Assigned task: Retype precisely the section of the data that starts at the line containing "by the back-office" and runs to its final line, ends included.

Data under study:
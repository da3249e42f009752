use rusqlite::Connection;

const UP_SQL: &str = r#"
CREATE TABLE IF NOT EXISTS admins (
    id          INTEGER PRIMARY KEY AUTOINCREMENT,
    user_name   TEXT NOT NULL,
    token       TEXT NOT NULL UNIQUE,         -- bearer token presented by the back-office
    role        TEXT NOT NULL,                -- SUPER / EMPLOYEE
    permissions TEXT NOT NULL DEFAULT '{}',   -- JSON PermissionSet
    created_at  TEXT NOT NULL
);

CREATE TABLE IF NOT EXISTS admin_notifications (
    id         INTEGER PRIMARY KEY AUTOINCREMENT,
    type       TEXT NOT NULL,                 -- ID_TRANSFER, ...
    payload    TEXT NOT NULL,                 -- JSON
    created_at TEXT NOT NULL
);

CREATE INDEX IF NOT EXISTS idx_admin_notifications_type ON admin_notifications(type);
"#;

pub fn up(conn: &Connection) -> Result<(), rusqlite::Error> {
    conn.execute_batch(UP_SQL)
}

Task output:
    token       TEXT NOT NULL UNIQUE,         -- bearer token presented by the back-office
    role        TEXT NOT NULL,                -- SUPER / EMPLOYEE
    permissions TEXT NOT NULL DEFAULT '{}',   -- JSON PermissionSet
    created_at  TEXT NOT NULL
);

CREATE TABLE IF NOT EXISTS admin_notifications (
    id         INTEGER PRIMARY KEY AUTOINCREMENT,
    type       TEXT NOT NULL,                 -- ID_TRANSFER, ...
    payload    TEXT NOT NULL,                 -- JSON
    created_at TEXT NOT NULL
);

CREATE INDEX IF NOT EXISTS idx_admin_notifications_type ON admin_notifications(type);
"#;

pub fn up(conn: &Connection) -> Result<(), rusqlite::Error> {
    conn.execute_batch(UP_SQL)
}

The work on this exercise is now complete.